US 5999897 A Abstract The present invention provides a method for pitch estimation which utilizes perception based analysis by synthesis for improved pitch estimation over a variety of input speech conditions. Initially, pitch candidates are generated corresponding to a plurality of sub-ranges within a pitch search range. Then a residual spectrum is determined for a segment of speech and a reference speech signal is generated from the residual spectrum using sinusoidal synthesis and linear predictive coding (LPC) synthesis. A synthetic speech signal is generated for each of the pitch candidates using sinusoidal and LPC synthesis.

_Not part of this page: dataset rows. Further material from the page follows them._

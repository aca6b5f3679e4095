//! # API Module
//!
//! HTTP endpoints served by the local callback server during `playlab auth`.
//!
//! - [`callback`] - receives the authorization code from Spotify and exchanges
//!   it for an access token using the PKCE verifier.
//! - [`health`] - returns the application status and version.
//!
//! ```rust,ignore
//! use axum::{Router, routing::get};
//! use playlab::api::{callback, health};
//!
//! let app = Router::new()
//!     .route("/callback", get(callback))
//!     .route("/health", get(health));
//! ```

mod callback;
mod health;

pub use callback::callback;
pub use health::health;
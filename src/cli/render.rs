use tabled::{
    Table,
    settings::{Panel, Style},
};

use crate::{
    error::AppError,
    stats::{PlaylistStats, SongExtreme},
    types::{ArtistTableRow, StatTableRow},
    utils::{format_duration_ms, pluralize},
};

fn stat(statistic: &str, value: impl ToString) -> StatTableRow {
    StatTableRow {
        statistic: statistic.to_string(),
        value: value.to_string(),
    }
}

fn card(title: &str, rows: Vec<StatTableRow>) -> String {
    let mut table = Table::new(rows);
    table.with(Panel::header(title)).with(Style::rounded());
    table.to_string()
}

fn ranking_card(title: &str, ranking: &[(&str, usize)]) -> String {
    let rows: Vec<ArtistTableRow> = ranking
        .iter()
        .enumerate()
        .map(|(i, (artist, songs))| ArtistTableRow {
            rank: i + 1,
            artist: artist.to_string(),
            songs: *songs,
        })
        .collect();

    let mut table = Table::new(rows);
    table.with(Panel::header(title)).with(Style::rounded());
    table.to_string()
}

fn describe_song(song: &SongExtreme) -> String {
    format!(
        "'{}' ({})",
        song.title,
        format_duration_ms(song.duration_ms as i64)
    )
}

/// Renders the statistics as a series of cards: summary, song durations,
/// most represented album and the top `top` artists and collaborators.
pub fn render_summary(stats: &PlaylistStats, top: usize) -> String {
    let mut cards: Vec<String> = Vec::new();

    cards.push(card(
        &format!("'{}'", stats.name()),
        vec![
            stat("Songs", stats.num_songs()),
            stat("Unique artists", stats.num_artists()),
            stat(
                "Total duration",
                format_duration_ms(stats.total_duration_ms() as i64),
            ),
            stat("Duration (minutes)", stats.duration_minutes()),
            stat("Unique albums", stats.num_unique_albums()),
            stat("Explicit songs", stats.num_explicit_songs()),
            stat("Collaborative songs", stats.num_collaborative_songs()),
            stat(
                "Non-collaborative songs",
                stats.num_non_collaborative_songs(),
            ),
        ],
    ));

    cards.push(card(
        "Songs by Duration",
        vec![
            stat("Shortest", describe_song(&stats.shortest_or_default())),
            stat("Longest", describe_song(&stats.longest_or_default())),
        ],
    ));

    let (album, count) = stats.most_represented_album();
    cards.push(card(
        "Most Represented Album",
        vec![stat(
            "Album",
            format!("'{}' ({})", album, pluralize(count as i64, "song")),
        )],
    ));

    let top_artists = stats.top_artists(Some(top));
    if !top_artists.is_empty() {
        cards.push(ranking_card("Top Artists", &top_artists));
    }

    let top_collaborators = stats.top_collaborators(Some(top));
    if !top_collaborators.is_empty() {
        cards.push(ranking_card("Top Collaborators", &top_collaborators));
    }

    cards.join("\n")
}

/// Lists every artist by descending number of songs, one per line, as
/// `1. Artist: 3 songs`.
pub fn render_all_artists(stats: &PlaylistStats) -> String {
    stats
        .top_artists(None)
        .iter()
        .enumerate()
        .map(|(i, (artist, count))| {
            format!("{}. {}: {}", i + 1, artist, pluralize(*count as i64, "song"))
        })
        .collect::<Vec<_>>()
        .join("\n")
}

pub fn render_json(stats: &PlaylistStats) -> Result<String, AppError> {
    Ok(serde_json::to_string_pretty(stats)?)
}
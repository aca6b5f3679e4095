use std::sync::Arc;

use tokio::sync::Mutex;

use crate::{config::SpotifyConfig, error::AppError, info, spotify, success, types::PkceToken};

pub async fn auth() -> Result<(), AppError> {
    let config = Arc::new(SpotifyConfig::from_env()?);
    let shared_state: Arc<Mutex<Option<PkceToken>>> = Arc::new(Mutex::new(None));

    info!("Waiting for authorization in the browser...");
    spotify::auth::auth(config, shared_state).await?;
    success!("Authentication successful!");
    Ok(())
}
use clap::{
    CommandFactory, Parser, Subcommand,
    builder::{
        Styles,
        styling::{AnsiColor, Effects},
    },
};
use clap_complete::{Shell, generate};

use playlab::{
    cli::{self, AnalyzeOptions},
    config, error,
    error::AppError,
    warning,
};

fn styles() -> Styles {
    Styles::styled()
        .header(AnsiColor::White.on_default() | Effects::BOLD)
        .usage(AnsiColor::White.on_default() | Effects::BOLD)
        .literal(AnsiColor::BrightGreen.on_default())
        .placeholder(AnsiColor::BrightBlue.on_default())
}

#[derive(Parser, Debug, Clone)]
#[clap(
  version = env!("CARGO_PKG_VERSION"),
  name=env!("CARGO_PKG_NAME"),
  bin_name=env!("CARGO_PKG_NAME"),
  author=env!("CARGO_PKG_AUTHORS"),
  about=env!("CARGO_PKG_DESCRIPTION"),
  styles=styles(),
)]
struct Cli {
    #[clap(subcommand)]
    command: Command,
}

#[derive(Subcommand, Debug, Clone)]
pub enum Command {
    /// Authorize with Spotify API
    Auth,

    /// Compute statistics for a playlist
    Analyze(AnalyzeArgs),

    /// Get shell completions
    Completions(CompletionsOption),
}

#[derive(Parser, Debug, Clone)]
pub struct AnalyzeArgs {
    /// Playlist link, e.g. https://open.spotify.com/playlist/<id> (prompted when omitted)
    url: Option<String>,

    /// List every artist by number of appearances
    #[clap(long)]
    all_artists: bool,

    /// Number of entries in the top artist rankings
    #[clap(long, default_value_t = 5)]
    top: usize,

    /// Print the statistics as JSON
    #[clap(long, conflicts_with = "all_artists")]
    json: bool,
}

#[derive(Parser, Debug, Clone)]
pub struct CompletionsOption {
    shell: Shell,
}

fn fail(err: AppError) -> ! {
    if err.is_expected() {
        error!("{}", err);
    }

    log::error!("{:?}", err);
    error!("Something went wrong: {}", err);
}

#[tokio::main]
async fn main() {
    env_logger::init_from_env(env_logger::Env::default().default_filter_or("warn"));

    if let Err(e) = config::load_env().await {
        warning!("Cannot load environment file. Err: {}", e);
    }

    let cli = Cli::parse();

    let result = match cli.command {
        Command::Auth => cli::auth().await,
        Command::Analyze(opt) => {
            let options = AnalyzeOptions {
                all_artists: opt.all_artists,
                top: opt.top,
                json: opt.json,
            };
            cli::analyze(opt.url, options).await
        }
        Command::Completions(opt) => {
            let mut cmd = Cli::command();
            let name = cmd.get_name().to_string();
            generate(opt.shell, &mut cmd, name, &mut std::io::stdout());
            Ok(())
        }
    };

    if let Err(err) = result {
        fail(err);
    }
}
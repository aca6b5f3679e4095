use std::{sync::Arc, time::Duration};

use tokio::sync::Mutex;

use playlab::config::SpotifyConfig;
use playlab::error::AppError;
use playlab::management::TokenManager;
use playlab::spotify::auth::{auth, authorize_url};
use playlab::types::Token;

fn test_config() -> SpotifyConfig {
    SpotifyConfig {
        client_id: "client123".to_string(),
        redirect_uri: "http://127.0.0.1:8888/callback".to_string(),
        scope: "playlist-read-private playlist-read-collaborative".to_string(),
        auth_url: "https://accounts.spotify.com/authorize".to_string(),
        token_url: "https://accounts.spotify.com/api/token".to_string(),
        api_url: "https://api.spotify.com/v1".to_string(),
        server_addr: "127.0.0.1:8888".to_string(),
    }
}

#[test]
fn test_authorize_url() {
    let url = authorize_url(&test_config(), "challenge_abc");

    assert!(url.starts_with("https://accounts.spotify.com/authorize?"));
    assert!(url.contains("client_id=client123"));
    assert!(url.contains("response_type=code"));
    assert!(url.contains("code_challenge=challenge_abc"));
    assert!(url.contains("code_challenge_method=S256"));
    assert!(url.contains("scope=playlist-read-private%20playlist-read-collaborative"));
}

#[test]
fn test_token_expiry_margin() {
    let manager = TokenManager::new(Token {
        access_token: "access".to_string(),
        refresh_token: "refresh".to_string(),
        scope: String::new(),
        expires_in: 3600,
        obtained_at: 1000,
    });

    assert!(!manager.is_expired(1000));
    assert!(!manager.is_expired(4359));
    // refreshed four minutes before the reported expiry
    assert!(manager.is_expired(4360));
    assert_eq!(manager.current_token().access_token, "access");
}

#[tokio::test]
async fn test_auth_fails_fast_on_bad_server_address() {
    let config = SpotifyConfig {
        server_addr: "not-an-address".to_string(),
        ..test_config()
    };

    let result = tokio::time::timeout(
        Duration::from_secs(5),
        auth(Arc::new(config), Arc::new(Mutex::new(None))),
    )
    .await
    .expect("auth should not wait for a callback when the server cannot start");

    assert!(matches!(result, Err(AppError::Config(_))));
}
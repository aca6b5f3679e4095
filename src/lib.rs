//! PlayLab Playlist Statistics Library
//!
//! This library fetches the tracks of a Spotify playlist and computes
//! descriptive statistics over them: song and artist counts, total duration,
//! explicit and collaborative songs, album representation, the shortest and
//! longest songs and artist frequency rankings.
//!
//! # Modules
//!
//! - `api` - HTTP API endpoints for the local callback server
//! - `cli` - Command-line interface implementations
//! - `config` - Configuration management and environment variables
//! - `error` - Error kinds surfaced to the presentation layer
//! - `management` - Token caching
//! - `model` - Artist and song values
//! - `server` - Local HTTP server for OAuth callbacks
//! - `spotify` - Spotify Web API client implementation
//! - `stats` - Playlist statistics aggregation
//! - `types` - Wire formats and table rows
//! - `utils` - Utility functions and helpers
//!
//! # Example
//!
//! ```
//! use playlab::{model::{Artist, Song}, stats::PlaylistStats};
//!
//! let song = Song::new("1", "Title", "Album", vec![Artist::new("a", "A")], 1000, false).unwrap();
//! let stats = PlaylistStats::build("id", "My Playlist", vec![song]);
//! assert_eq!(stats.num_songs(), 1);
//! ```

pub mod api;
pub mod cli;
pub mod config;
pub mod error;
pub mod management;
pub mod model;
pub mod server;
pub mod spotify;
pub mod stats;
pub mod types;
pub mod utils;

/// A convenient Result type alias for operations that may fail.
///
/// Provides a standard error handling pattern for the glue code of the
/// application using a boxed dynamic error trait object. Operations whose
/// failures must be told apart by the caller return [`error::AppError`]
/// instead.
///
/// # Example
///
/// ```
/// use playlab::Res;
///
/// async fn fetch_data() -> Res<String> {
///     Ok("data".to_string())
/// }
/// ```
pub type Res<T> = std::result::Result<T, Box<dyn std::error::Error + Send + Sync>>;

/// Prints an informational message with a blue bullet point.
///
/// # Example
///
/// ```ignore
/// info!("Fetching playlist {}", id);
/// ```
#[macro_export]
macro_rules! info {
  ($($arg:tt)*) => ({
    use colored::Colorize;
    println!("[{}] {}", "o".blue().bold(), std::format_args!($($arg)*));
  })
}

/// Prints a success message with a green checkmark.
///
/// # Example
///
/// ```ignore
/// success!("Authentication completed successfully");
/// ```
#[macro_export]
macro_rules! success {
  ($($arg:tt)*) => ({
    use colored::Colorize;
    println!("[{}] {}", "✓".green().bold(), std::format_args!($($arg)*));
  })
}

/// Prints an error message with a red exclamation mark and exits the program.
///
/// Only used for fatal errors where recovery is not possible. Code after this
/// macro does not execute.
///
/// # Example
///
/// ```ignore
/// error!("Failed to load configuration");
/// ```
#[macro_export]
macro_rules! error {
  ($($arg:tt)*) => ({
    use colored::Colorize;
    eprintln!("[{}] {}", "!".red().bold(), std::format_args!($($arg)*));
    std::process::exit(1);
  })
}

/// Prints a warning message with a yellow exclamation mark.
///
/// # Example
///
/// ```ignore
/// warning!("Token cache not found, run playlab auth");
/// ```
#[macro_export]
macro_rules! warning {
  ($($arg:tt)*) => ({
    use colored::Colorize;
    println!("[{}] {}", "!".yellow().bold(), std::format_args!($($arg)*));
  })
}
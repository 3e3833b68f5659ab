use std::path::PathBuf;
use std::sync::Arc;

use anyhow::{Context, Result};
use argh::FromArgs;
use indicatif::{ProgressBar, ProgressStyle};
use mixbench::{Common, Generator, Mixed, RunOptions, run_benchmark};
use mixbench_storage::{ClientPool, InMemoryStore, LocalFs, StorageClient};
use tokio_util::sync::CancellationToken;

use crate::config::{Config, Endpoints, Storage};
use crate::{observability, report};

/// Mixed workload benchmark for object stores.
#[derive(Debug, FromArgs)]
struct Args {
    /// path to the YAML configuration file
    #[argh(option, short = 'c')]
    pub config: Option<PathBuf>,

    #[argh(subcommand)]
    pub command: Command,
}

#[derive(Debug, FromArgs)]
#[argh(subcommand)]
enum Command {
    Run(RunCommand),
    Version(VersionCommand),
}

/// run the mixed benchmark and print a summary
#[derive(Debug, FromArgs)]
#[argh(subcommand, name = "run")]
struct RunCommand {}

/// print the mixbench version
#[derive(Default, Debug, FromArgs)]
#[argh(subcommand, name = "version")]
struct VersionCommand {}

/// Bootstrap the runtime and execute the CLI command.
pub fn execute() -> Result<()> {
    let args: Args = argh::from_env();

    // Special switch to just print the version and exit.
    if let Command::Version(_) = args.command {
        println!("{}", env!("CARGO_PKG_VERSION"));
        return Ok(());
    }

    let config = Config::load(args.config.as_deref())?;

    let runtime = tokio::runtime::Builder::new_multi_thread()
        .thread_name("main-rt")
        .enable_all()
        .build()?;
    let _runtime_guard = runtime.enter();

    observability::init_tracing(&config);
    tracing::debug!(?config);

    runtime.block_on(async move {
        match args.command {
            Command::Run(RunCommand {}) => run(config).await,
            Command::Version(VersionCommand {}) => unreachable!(),
        }
    })
}

/// Creates one client per configured endpoint.
///
/// Memory endpoints share a single dataset.
async fn connect(endpoints: &Endpoints) -> Result<ClientPool> {
    let memory = InMemoryStore::new("memory");
    let stores = endpoints.stores();

    let mut clients = Vec::with_capacity(stores.len());
    for (index, storage) in stores.iter().enumerate() {
        let client: Arc<dyn StorageClient> = match storage {
            Storage::Memory if stores.len() == 1 => Arc::new(memory.clone()),
            Storage::Memory => Arc::new(memory.with_endpoint(format!("memory-{index}"))),
            Storage::FileSystem { path } => {
                tokio::fs::create_dir_all(path)
                    .await
                    .with_context(|| format!("failed to create {}", path.display()))?;
                Arc::new(LocalFs::new(path))
            }
        };
        tracing::debug!(endpoint = client.endpoint(), "connected");
        clients.push(client);
    }

    ClientPool::from_clients(clients).context("no storage endpoints configured")
}

async fn run(config: Config) -> Result<()> {
    let clients = connect(&config.storage).await?;

    let generator =
        Generator::new(config.generator_config()).context("invalid generator configuration")?;
    tracing::info!(%generator, "payload generator ready");

    let bar = ProgressBar::new(config.objects as u64)
        .with_message("Uploading objects...")
        .with_style(ProgressStyle::with_template(
            "{msg}\n{wide_bar} {pos}/{len}",
        )?);

    let mut common = Common::new(config.bucket.clone(), config.concurrency, clients, generator);
    common.auto_term = config.auto_term();
    common.prepare_progress = Some(Arc::new({
        let bar = bar.clone();
        let total = config.objects as f64;
        move |fraction| {
            bar.set_position((fraction * total).round() as u64);
            if fraction >= 1.0 {
                bar.finish_and_clear();
            }
        }
    }));

    let mut bench = Mixed::new(
        common,
        config.objects,
        config.distribution.to_distribution(),
    )
    .context("invalid benchmark configuration")?;

    let token = CancellationToken::new();
    tokio::spawn({
        let token = token.clone();
        async move {
            if tokio::signal::ctrl_c().await.is_ok() {
                tracing::warn!("interrupted, stopping benchmark");
                token.cancel();
            }
        }
    });

    let options = RunOptions {
        duration: config.duration,
        cleanup: config.cleanup,
    };
    let result = run_benchmark(&mut bench, options, token).await;
    bar.finish_and_clear();

    let ops = result.context("benchmark failed")?;
    report::print_summary(&ops);

    Ok(())
}

#[cfg(test)]
mod tests {
    use super::*;

    #[tokio::test]
    async fn connects_to_every_endpoint() {
        let tempdir = tempfile::tempdir().unwrap();
        let path = tempdir.path().join("store");
        let endpoints = Endpoints::Multiple(vec![
            Storage::Memory,
            Storage::FileSystem { path: path.clone() },
            Storage::Memory,
        ]);

        let clients = connect(&endpoints).await.unwrap();
        let expected = format!("file://{}", path.display());
        assert_eq!(
            clients.endpoints().collect::<Vec<_>>(),
            ["memory-0", expected.as_str(), "memory-2"]
        );
        assert!(path.is_dir());
    }

    #[tokio::test]
    async fn empty_endpoint_list_is_rejected() {
        let result = connect(&Endpoints::Multiple(Vec::new())).await;
        assert!(result.is_err());
    }
}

Finally, the synthetic speech signal for each pitch candidate is compared with the reference residual signal to determine an optimal pitch estimate based on a pitch period of a synthetic speech signal that provides a maximum signal to noise ratio.
Claims(8) 1. A method for estimating pitch of a speech signal comprising the steps of:
inputting a speech signal; generating a plurality of pitch candidates corresponding to a plurality of sub-ranges within a pitch search range; generating a first signal based on a segment of said speech signal; generating a reference speech signal based on the first signal; generating a synthetic speech signal for each of the plurality of pitch candidates; and comparing the synthetic speech signal for each of the plurality of pitch candidates with the reference speech signal to determine an optimal pitch estimate. 2. The method for estimating pitch of a speech signal as recited in claim 1, wherein said optimal pitch estimate is determined based on a synthetic speech signal for a pitch candidate that provides a maximum signal to noise ratio.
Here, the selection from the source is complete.